** TASK INPUT follows **
use crate::errors::ComputationError;
use crate::symbolic::symbolic_engine::Expr;
use crate::symbolic::symbolic_lambdify::ScalarFn;
use nalgebra::{DMatrix, DVector};
use std::collections::HashMap;
///
/// calculate symbolic jacobian and evaluate it
/// Example#
/// ```
/// use derivata::symbolic::symbolic_engine::Expr;
/// use derivata::symbolic::symbolic_functions::Jacobian;
/// let mut Jacobian_instance = Jacobian::new();
/// // gradient of x**2*y + y**3 as a vector of functions
/// let gradient = Expr::parse_vector_expression(&["2*x*y", "x**2 + 3*y**2"]).unwrap();
/// Jacobian_instance.set_vector_of_functions(gradient);
/// // set vector of variables
/// Jacobian_instance.set_variables(&["x", "y"]);
/// // calculate symbolic jacobian
/// Jacobian_instance.calc_jacobian().unwrap();
/// // transform into human readable form
/// Jacobian_instance.readable_jacobian();
/// println!("readable jacobian {:?}", Jacobian_instance.readable_jacobian);
/// // generate jacobian made of regular rust functions
/// Jacobian_instance.jacobian_generate().unwrap();
/// Jacobian_instance.lambdify_funcvector().unwrap();
/// // evaluate jacobian to nalgebra matrix format
/// Jacobian_instance.evaluate_func_jacobian_DMatrix(&[1.0, 2.0]);
/// assert_eq!(Jacobian_instance.evaluated_jacobian_DMatrix[(1, 1)], 12.0);
/// Jacobian_instance.evaluate_funvector_lambdified_DVector(&[1.0, 2.0]);
/// assert_eq!(Jacobian_instance.evaluated_functions_DVector[0], 4.0);
/// ```
pub struct Jacobian {
    pub vector_of_functions: Vec<Expr>, // vector of symbolic functions/expressions
    pub lambdified_functions: Vec<ScalarFn>, // symbolic functions converted to rust functions
    pub evaluated_functions_DVector: DVector<f64>, // numerical results of evaluated functions
    pub variable_string: Vec<String>,   // vector of string representation of variables
    pub symbolic_jacobian: Vec<Vec<Expr>>, // vector of symbolic jacobian
    pub readable_jacobian: Vec<Vec<String>>, // human readable jacobian
    pub function_jacobian: Vec<Vec<ScalarFn>>,
    pub evaluated_jacobian_DMatrix: DMatrix<f64>, // numerical results of evaluated jacobian
}

impl Default for Jacobian {
    fn default() -> Self {
        Self::new()
    }
}

impl Jacobian {
    pub fn new() -> Self {
        Self {
            vector_of_functions: Vec::new(),
            lambdified_functions: Vec::new(),
            evaluated_functions_DVector: DVector::zeros(0),
            variable_string: Vec::new(),
            symbolic_jacobian: Vec::new(),
            readable_jacobian: Vec::new(),
            function_jacobian: Vec::new(),
            evaluated_jacobian_DMatrix: DMatrix::zeros(0, 0),
        }
    }
    /// Basic functionality: setting variables and functions
    pub fn set_vector_of_functions(&mut self, value: Vec<Expr>) {
        self.vector_of_functions = value;
    }
    pub fn set_variables(&mut self, varvec: &[&str]) {
        self.variable_string = varvec.iter().map(|s| s.trim().to_string()).collect();
    }
    fn variables(&self) -> Vec<&str> {
        self.variable_string.iter().map(|s| s.as_str()).collect()
    }
    /// turn jacobian into readable format
    pub fn readable_jacobian(&mut self) {
        self.readable_jacobian = self
            .symbolic_jacobian
            .iter()
            .map(|row| row.iter().map(|element| element.to_string()).collect())
            .collect();
    }
    /// calculate the symbolic jacobian, every element simplified
    pub fn calc_jacobian(&mut self) -> Result<(), ComputationError> {
        if self.vector_of_functions.is_empty() {
            return Err(ComputationError::Solver("vector_of_functions is empty".to_string()));
        }
        if self.variable_string.is_empty() {
            return Err(ComputationError::Solver("vector_of_variables is empty".to_string()));
        }
        let variables = self.variables();
        let new_jac: Vec<Vec<Expr>> = self
            .vector_of_functions
            .iter()
            .map(|func| func.diff_multi_args(&variables))
            .collect();
        self.symbolic_jacobian = new_jac;
        Ok(())
    }
    //////////////////////////////JACOBIAN AND RESIDUAL VECTOR IN VECTOR FORM FOR
    ///////                               NONLINEAR SOLVERS           ///////////////////////////
    /// creating function jacobian a matrix of functions with partial derivatives
    pub fn jacobian_generate(&mut self) -> Result<(), ComputationError> {
        let variables = self.variables();
        let function_jacobian = self
            .symbolic_jacobian
            .iter()
            .map(|row| {
                row.iter()
                    .map(|element| element.lambdify(&variables))
                    .collect::<Result<Vec<_>, _>>()
            })
            .collect::<Result<Vec<_>, _>>()?;
        self.function_jacobian = function_jacobian;
        Ok(())
    }

    pub fn lambdify_funcvector(&mut self) -> Result<(), ComputationError> {
        let variables = self.variables();
        let lambdified = self
            .vector_of_functions
            .iter()
            .map(|func| func.lambdify(&variables))
            .collect::<Result<Vec<_>, _>>()?;
        self.lambdified_functions = lambdified;
        Ok(())
    }

    // evaluate jacobian to nalgebra DMatrix
    pub fn evaluate_func_jacobian_DMatrix(&mut self, x: &[f64]) {
        self.evaluated_jacobian_DMatrix = self.evaluate_func_jacobian_DMatrix_unmut(x);
    }
    pub fn evaluate_func_jacobian_DMatrix_unmut(&self, x: &[f64]) -> DMatrix<f64> {
        let rows = self.function_jacobian.len();
        let cols = self.variable_string.len();
        DMatrix::from_fn(rows, cols, |i, j| self.function_jacobian[i][j](x))
    }

    pub fn evaluate_funvector_lambdified_DVector(&mut self, arg_values: &[f64]) {
        self.evaluated_functions_DVector = self.evaluate_funvector_lambdified_DVector_unmut(arg_values);
    }
    pub fn evaluate_funvector_lambdified_DVector_unmut(&self, arg_values: &[f64]) -> DVector<f64> {
        DVector::from_iterator(
            self.lambdified_functions.len(),
            self.lambdified_functions.iter().map(|func| func(arg_values)),
        )
    }

    //___________________________________GRADIENT AND HESSIAN____________________________________

    /// symbolic gradient of a scalar function in the order of `variables`
    pub fn gradient(function: &Expr, variables: &[&str]) -> Vec<Expr> {
        function.diff_multi_args(variables)
    }
    /// symbolic Hessian: the jacobian of the gradient
    pub fn hessian(function: &Expr, variables: &[&str]) -> Vec<Vec<Expr>> {
        Self::gradient(function, variables)
            .iter()
            .map(|component| component.diff_multi_args(variables))
            .collect()
    }
    /// Substitutes numerical values of variables into every element and simplifies it.
    /// Elements left without free variables are evaluated to a constant.
    pub fn substitute_matrix(matrix: &[Vec<Expr>], values: &HashMap<String, f64>) -> Vec<Vec<Expr>> {
        matrix
            .iter()
            .map(|row| {
                row.iter()
                    .map(|element| {
                        let substituted = element.set_variable_from_map(values).simplify();
                        match substituted.eval_expression(&[], &[]) {
                            Ok(value) => Expr::Const(value),
                            Err(_) => substituted,
                        }
                    })
                    .collect()
            })
            .collect()
    }
    /// numerical matrix if every element is a finite constant
    pub fn constant_matrix(matrix: &[Vec<Expr>]) -> Option<DMatrix<f64>> {
        let rows = matrix.len();
        let cols = matrix.first().map_or(0, |row| row.len());
        let mut elements = Vec::with_capacity(rows * cols);
        for row in matrix {
            if row.len() != cols {
                return None;
            }
            for element in row {
                match element {
                    Expr::Const(c) if c.is_finite() => elements.push(*c),
                    _ => return None,
                }
            }
        }
        Some(DMatrix::from_row_slice(rows, cols, &elements))
    }
}

#[cfg(test)]
mod tests {
    use super::*;

    #[test]
    fn test_jacobian_of_linear_system() {
        let mut jac = Jacobian::new();
        jac.set_vector_of_functions(Expr::parse_vector_expression(&["x + 2*y", "3*x - y"]).unwrap());
        jac.set_variables(&["x", "y"]);
        jac.calc_jacobian().unwrap();
        let expected = vec![
            vec![Expr::Const(1.0), Expr::Const(2.0)],
            vec![Expr::Const(3.0), Expr::Const(-1.0)],
        ];
        assert_eq!(jac.symbolic_jacobian, expected);
        assert_eq!(
            Jacobian::constant_matrix(&jac.symbolic_jacobian).unwrap(),
            DMatrix::from_row_slice(2, 2, &[1.0, 2.0, 3.0, -1.0])
        );
    }

    #[test]
    fn test_calc_jacobian_empty() {
        let mut jac = Jacobian::new();
        assert!(jac.calc_jacobian().is_err());
    }

    #[test]
    fn test_evaluate_jacobian_and_functions() {
        let mut jac = Jacobian::new();
        jac.set_vector_of_functions(Expr::parse_vector_expression(&["x**2 + y**2 - 10", "x - y - 4"]).unwrap());
        jac.set_variables(&["x", "y"]);
        jac.calc_jacobian().unwrap();
        jac.jacobian_generate().unwrap();
        jac.lambdify_funcvector().unwrap();
        jac.evaluate_func_jacobian_DMatrix(&[1.0, 2.0]);
        jac.evaluate_funvector_lambdified_DVector(&[1.0, 2.0]);
        assert_eq!(
            jac.evaluated_jacobian_DMatrix,
            DMatrix::from_row_slice(2, 2, &[2.0, 4.0, 1.0, -1.0])
        );
        assert_eq!(jac.evaluated_functions_DVector, DVector::from_vec(vec![-5.0, -5.0]));
    }

    #[test]
    fn test_hessian_substitution() {
        let f = Expr::parse_expression("x**3 - 3*x*y**2").unwrap();
        let hessian = Jacobian::hessian(&f, &["x", "y"]);
        let values = HashMap::from([("x".to_string(), 1.0), ("y".to_string(), 1.0)]);
        let substituted = Jacobian::substitute_matrix(&hessian, &values);
        let numeric = Jacobian::constant_matrix(&substituted).unwrap();
        assert_eq!(numeric, DMatrix::from_row_slice(2, 2, &[6.0, -6.0, -6.0, -6.0]));
    }

    #[test]
    fn test_substitute_matrix_evaluates_functions() {
        let f = Expr::parse_expression("sin(x)*y").unwrap();
        let hessian = Jacobian::hessian(&f, &["x", "y"]);
        let values = HashMap::from([("x".to_string(), 0.5)]);
        let substituted = Jacobian::substitute_matrix(&hessian, &values);
        assert!(matches!(substituted[0][1], Expr::Const(c) if (c - 0.5f64.cos()).abs() < 1e-12));
        assert!(Jacobian::constant_matrix(&substituted).is_none());
    }

    #[test]
    fn test_constant_matrix_rejects_symbols() {
        let f = Expr::parse_expression("x**2*y").unwrap();
        let hessian = Jacobian::hessian(&f, &["x", "y"]);
        assert!(Jacobian::constant_matrix(&hessian).is_none());
    }
}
** End of TASK INPUT **
**BRIEF**
Whenever a line of the material holds the word "nalgebra", copy it out.

**FINISHED EXERCISE**
use nalgebra::{DMatrix, DVector};
/// // evaluate jacobian to nalgebra matrix format
    // evaluate jacobian to nalgebra DMatrix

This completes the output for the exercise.